Arnold Newman, the photographer, used this unusual approach to portraiture to capture the uniqueness of Geisel's personality and artistry. Throughout his life, this artist-author continually did unusual things, of which the Dr. Seuss children's books are the best known. Newman used the opportunity of this portrait to convey the gentle, humorous character of this man who exploited his talents for the pleasure of others.
ABOUT ARNOLD NEWMAN
* As a teen-ager, Newman wanted to be a painter but had to take a job to make a living instead of going to college. Luckily, he was hired to work for portrait photography stores. It was from these experiences that he discovered his love for photography and decided to follow that profession.
He early admired the work of American painters such as Edward Hopper, Reginald Marsh and Raphael Soyer. He also came to admire the work of such photographers as Walker Evans, Edward Steichen and Man Ray, although his own photographic style became very different from theirs.
* Newman's photographs first became known after a visit to New York where he met Alfred Steiglitz, famous for his photographs and also a mentor of young, talented artists. Through Steiglitz, Newman's photographs were included in an exhibition at the Museum of Modern Art in New York. This exhibition helped launch him to the forefront of young photographers and enabled him to be given assignments from some of the major magazines of the time, such as Life, Holiday, Look and Harper's Bazaar.
* Arnold Newman's reputation is based mainly on his work as a portrait artist. Throughout his long and successful career, he has photographed numbers of the most distinguished people in the world. They include President Lyndon B. Johnson, boxer Sugar Ray Robinson and scientist Vannevar Bush.
Yet, it is through his portraits of creative artists that viewers can best appreciate his admiration and understanding of their sensitivities toward the world around them. They include painter Jacob Lawrence, musician Wynton Marsalis and poet Carl Sandberg.
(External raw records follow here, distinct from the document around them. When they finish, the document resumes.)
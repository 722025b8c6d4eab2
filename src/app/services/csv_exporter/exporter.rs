//! CSV serialization

use super::columns::{Cell, ExportColumn, REPORT_COLUMNS};
use crate::app::models::CanonicalRecord;
use crate::constants::CSV_LINE_SEPARATOR;
use std::borrow::Cow;
use tracing::debug;

/// Serializes records with a fixed column layout
#[derive(Debug, Clone)]
pub struct CsvExporter {
    columns: Vec<ExportColumn>,
}

impl Default for CsvExporter {
    fn default() -> Self {
        Self::report()
    }
}

impl CsvExporter {
    pub fn new(columns: Vec<ExportColumn>) -> Self {
        Self { columns }
    }

    /// Exporter using the report layout
    pub fn report() -> Self {
        Self::new(REPORT_COLUMNS.to_vec())
    }

    pub fn columns(&self) -> &[ExportColumn] {
        &self.columns
    }

    /// Header line followed by one line per record, joined with `\r\n`
    pub fn export(&self, records: &[CanonicalRecord]) -> String {
        let mut lines = Vec::with_capacity(records.len() + 1);

        let header: Vec<String> = self
            .columns
            .iter()
            .map(|column| escape_field(&column.header()).into_owned())
            .collect();
        lines.push(header.join(","));

        for record in records {
            let row: Vec<String> = self
                .columns
                .iter()
                .map(|column| render(column.cell(record)))
                .collect();
            lines.push(row.join(","));
        }

        debug!(
            "Exported {} records across {} columns",
            records.len(),
            self.columns.len()
        );
        lines.join(CSV_LINE_SEPARATOR)
    }
}

fn render(cell: Cell) -> String {
    match cell {
        Cell::Missing => "\"\"".to_string(),
        Cell::Text(text) => escape_field(&text).into_owned(),
    }
}

/// Quote `text` only when it holds a comma, a line break or a quote
pub fn escape_field(text: &str) -> Cow<'_, str> {
    if text.contains([',', '\n', '\r', '"']) {
        Cow::Owned(format!("\"{}\"", text.replace('"', "\"\"")))
    } else {
        Cow::Borrowed(text)
    }
}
* Arnold Newman's close association with artists has been life-long. He is of the opinion that a good painter can always be a good photographer if he so decides, largely because the techniques of photography are really as easy as driving a car. The test for any photographer, then, is first to think as an artist.
* Newman distinguished between painting and photography by claiming that each responds to different kinds of truth: "Painting uses creative distortion, photography uses creative selection." As a result, a subject being photographed is reduced to a moment frozen in time, while a painter has complete control over what appears on his canvas.
* Whenever he is asked to make a portrait, Newman first learns as much as possible about his sitter. He does this by visiting with them, reading about them, and talking with their friends. During the actual sitting, he tries to place subjects in the places that best describe them and their accomplishments. A sculptor may be in his workshop or beside one of his sculptures. A king is likely to be on his throne. A musician may be in a studio or concert hall.
Before taking any pictures, he waits until his sitter relaxes and falls into a natural pose. He then takes as many shots as he feels are enough in the time available, later eliminating all that do not capture the personality of the sitter. …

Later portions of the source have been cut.